Task description => The required answer is the count of lines in the records that contain "trim", with no other text.

Stored items
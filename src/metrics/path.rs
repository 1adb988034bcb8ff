//! Metric paths and their semantic kinds.
//!
//! A path looks like `[kind:]segment(.segment)*`, e.g. `mem:memstats.Alloc`.
//! Segments may carry an escaped dot (`\.`), so keys such as
//! `bench.bleve` can be addressed without being split.

use serde::{Deserialize, Serialize};
use std::fmt;
use std::str::FromStr;

use crate::core::{Result, VarmonError};

/// Full path of the Go runtime `PauseNs` circular buffer.
pub const GC_PAUSES_PATH: &str = "memstats.PauseNs";

/// Full path of the Go runtime `PauseEnd` circular buffer.
pub const GC_INTERVALS_PATH: &str = "memstats.PauseEnd";

/// Semantic kind of a metric, which drives parsing and formatting.
#[derive(Debug, Clone, Copy, PartialEq, Eq, Hash, Serialize, Deserialize)]
#[serde(rename_all = "snake_case")]
pub enum Kind {
    /// Plain number.
    Default,
    /// Byte count.
    Memory,
    /// Nanosecond count.
    Duration,
    /// Free-form string.
    String,
    /// GC pause durations buffer.
    GcPauses,
    /// GC pause end-timestamps buffer.
    GcIntervals,
}

impl Kind {
    /// Whether values of this kind can be drawn as a sparkline.
    pub fn is_sparkline_capable(self) -> bool {
        !matches!(self, Kind::String)
    }

    /// Kind selected by a `kind:` prefix; unknown prefixes map to `Default`.
    fn from_prefix(prefix: &str) -> Self {
        match prefix {
            "mem" => Kind::Memory,
            "duration" => Kind::Duration,
            "str" => Kind::String,
            _ => Kind::Default,
        }
    }
}

impl fmt::Display for Kind {
    fn fmt(&self, f: &mut fmt::Formatter<'_>) -> fmt::Result {
        let name = match self {
            Kind::Default => "default",
            Kind::Memory => "mem",
            Kind::Duration => "duration",
            Kind::String => "str",
            Kind::GcPauses => "gc_pauses",
            Kind::GcIntervals => "gc_intervals",
        };
        f.write_str(name)
    }
}

/// Dotted, escape-aware path to a value inside a telemetry snapshot.
#[derive(Debug, Clone, PartialEq, Eq, Hash, Serialize, Deserialize)]
#[serde(try_from = "String", into = "String")]
pub struct MetricPath {
    raw: String,
}

impl MetricPath {
    /// Wrap a raw path string. Segmentation happens lazily.
    pub fn new(raw: impl Into<String>) -> Self {
        Self { raw: raw.into() }
    }

    /// The path exactly as configured, including any `kind:` prefix.
    pub fn as_str(&self) -> &str {
        &self.raw
    }

    /// Path segments used to walk the decoded JSON tree.
    ///
    /// `"mem:memstats.Alloc"` yields `["memstats", "Alloc"]`.
    pub fn segments(&self) -> Vec<String> {
        split_escaped(self.long_name())
    }

    /// Full path with the `kind:` prefix stripped.
    pub fn long_name(&self) -> &str {
        match self.prefix_end() {
            Some(idx) => &self.raw[idx + 1..],
            None => &self.raw,
        }
    }

    /// Last path segment, e.g. `Alloc` for `memstats.Alloc`.
    pub fn short_name(&self) -> String {
        self.segments().pop().unwrap_or_default()
    }

    /// Semantic kind. The two GC buffer paths override any prefix.
    pub fn kind(&self) -> Kind {
        match self.long_name() {
            GC_PAUSES_PATH => return Kind::GcPauses,
            GC_INTERVALS_PATH => return Kind::GcIntervals,
            _ => {},
        }

        match self.prefix_end() {
            Some(idx) => Kind::from_prefix(&self.raw[..idx]),
            None => Kind::Default,
        }
    }

    /// Byte index of the first `:` not preceded by a backslash.
    fn prefix_end(&self) -> Option<usize> {
        let mut prev = None;
        for (idx, ch) in self.raw.char_indices() {
            if ch == ':' && prev != Some('\\') {
                return Some(idx);
            }
            prev = Some(ch);
        }
        None
    }
}

/// Split on unescaped dots.
///
/// `\.` keeps a literal dot, `\\` collapses to one backslash, and any other
/// `\x` passes through untouched. Empty segments are dropped.
fn split_escaped(s: &str) -> Vec<String> {
    let mut segments = Vec::new();
    let mut current = String::new();
    let mut escaped = false;

    for ch in s.chars() {
        match (escaped, ch) {
            (false, '.') => {
                if !current.is_empty() {
                    segments.push(std::mem::take(&mut current));
                }
            },
            (false, '\\') => {
                current.push('\\');
                escaped = true;
            },
            (false, c) => current.push(c),
            // the backslash pushed on the previous step stands for both
            (true, '\\') => escaped = false,
            (true, '.') => {
                current.pop();
                current.push('.');
                escaped = false;
            },
            (true, c) => {
                current.push(c);
                escaped = false;
            },
        }
    }

    if !current.is_empty() {
        segments.push(current);
    }
    segments
}

impl fmt::Display for MetricPath {
    fn fmt(&self, f: &mut fmt::Formatter<'_>) -> fmt::Result {
        f.write_str(&self.raw)
    }
}

impl FromStr for MetricPath {
    type Err = VarmonError;

    fn from_str(s: &str) -> Result<Self> {
        let path = MetricPath::new(s.trim());
        if path.segments().is_empty() {
            return Err(VarmonError::config(format!("metric path '{s}' has no segments")));
        }
        Ok(path)
    }
}

impl TryFrom<String> for MetricPath {
    type Error = VarmonError;

    fn try_from(value: String) -> Result<Self> {
        value.parse()
    }
}

impl From<MetricPath> for String {
    fn from(path: MetricPath) -> Self {
        path.raw
    }
}

/// Parse a comma-separated list of metric paths.
pub fn parse_paths(list: &str) -> Result<Vec<MetricPath>> {
    let paths = list
        .split(',')
        .filter(|s| !s.trim().is_empty())
        .map(str::parse)
        .collect::<Result<Vec<MetricPath>>>()?;

    if paths.is_empty() {
        return Err(VarmonError::config("no vars specified"));
    }
    Ok(paths)
}

#[cfg(test)]
mod tests {
    use super::*;

    #[test]
    fn test_plain_path() {
        let path = MetricPath::new("memstats.Alloc");
        assert_eq!(path.segments(), vec!["memstats", "Alloc"]);
        assert_eq!(path.short_name(), "Alloc");
        assert_eq!(path.long_name(), "memstats.Alloc");
        assert_eq!(path.kind(), Kind::Default);
    }

    #[test]
    fn test_kind_prefix() {
        let path = MetricPath::new("mem:memstats.Alloc");
        assert_eq!(path.segments(), vec!["memstats", "Alloc"]);
        assert_eq!(path.short_name(), "Alloc");
        assert_eq!(path.long_name(), "memstats.Alloc");
        assert_eq!(path.kind(), Kind::Memory);

        assert_eq!(MetricPath::new("duration:ResponseTimes.API.Users").kind(), Kind::Duration);
        assert_eq!(MetricPath::new("str:build.version").kind(), Kind::String);
        assert_eq!(MetricPath::new("bogus:counter.A").kind(), Kind::Default);
        assert_eq!(MetricPath::new("bogus:counter.A").long_name(), "counter.A");
    }

    #[test]
    fn test_gc_paths_override_prefix() {
        assert_eq!(MetricPath::new("memstats.PauseNs").kind(), Kind::GcPauses);
        assert_eq!(MetricPath::new("duration:memstats.PauseNs").kind(), Kind::GcPauses);
        assert_eq!(MetricPath::new("memstats.PauseEnd").kind(), Kind::GcIntervals);
        assert_eq!(MetricPath::new("mem:memstats.PauseEnd").kind(), Kind::GcIntervals);
        assert_eq!(MetricPath::new("memstats.PauseTotalNs").kind(), Kind::Default);
    }

    #[test]
    fn test_escaped_dot() {
        let path = MetricPath::new(r"bleve.indexes.bench\.bleve.index.lookup_queue_len");
        assert_eq!(
            path.segments(),
            vec!["bleve", "indexes", "bench.bleve", "index", "lookup_queue_len"]
        );
    }

    #[test]
    fn test_double_backslash_splits() {
        let path = MetricPath::new(r"bleve.indexes.bench\\.bleve.index.lookup_queue_len");
        assert_eq!(
            path.segments(),
            vec!["bleve", "indexes", r"bench\", "bleve", "index", "lookup_queue_len"]
        );
    }

    #[test]
    fn test_triple_backslash_keeps_dot() {
        let path = MetricPath::new(r"bleve.indexes.bench\\\.bleve.index.lookup_queue_len");
        assert_eq!(
            path.segments(),
            vec!["bleve", "indexes", r"bench\.bleve", "index", "lookup_queue_len"]
        );
    }

    #[test]
    fn test_quadruple_backslash_splits() {
        let path = MetricPath::new(r"bleve.indexes.bench\\\\.bleve.index.lookup_queue_len");
        assert_eq!(
            path.segments(),
            vec!["bleve", "indexes", r"bench\\", "bleve", "index", "lookup_queue_len"]
        );
    }

    #[test]
    fn test_unknown_escape_passes_through() {
        let path = MetricPath::new(r"bleve.indexes.bench\xbleve.index.lookup_queue_len");
        assert_eq!(
            path.segments(),
            vec!["bleve", "indexes", r"bench\xbleve", "index", "lookup_queue_len"]
        );
    }

    #[test]
    fn test_empty_segments_dropped() {
        assert_eq!(MetricPath::new("a..b.").segments(), vec!["a", "b"]);
        assert!(MetricPath::new("").segments().is_empty());
        assert_eq!(MetricPath::new("").short_name(), "");
    }

    #[test]
    fn test_parse_paths() {
        let paths = parse_paths("memstats.Alloc,mem:memstats.Sys, goroutines").unwrap();
        assert_eq!(paths.len(), 3);
        assert_eq!(paths[1].kind(), Kind::Memory);
        assert_eq!(paths[2].as_str(), "goroutines");

        assert!(parse_paths("").is_err());
        assert!(parse_paths(",,").is_err());
        assert!("mem:".parse::<MetricPath>().is_err());
    }

    #[test]
    fn test_serde_roundtrip_uses_raw_string() {
        let path: MetricPath = serde_json::from_str("\"mem:memstats.Alloc\"").unwrap();
        assert_eq!(path.kind(), Kind::Memory);
        assert_eq!(serde_json::to_string(&path).unwrap(), "\"mem:memstats.Alloc\"");
    }
}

Task result => 2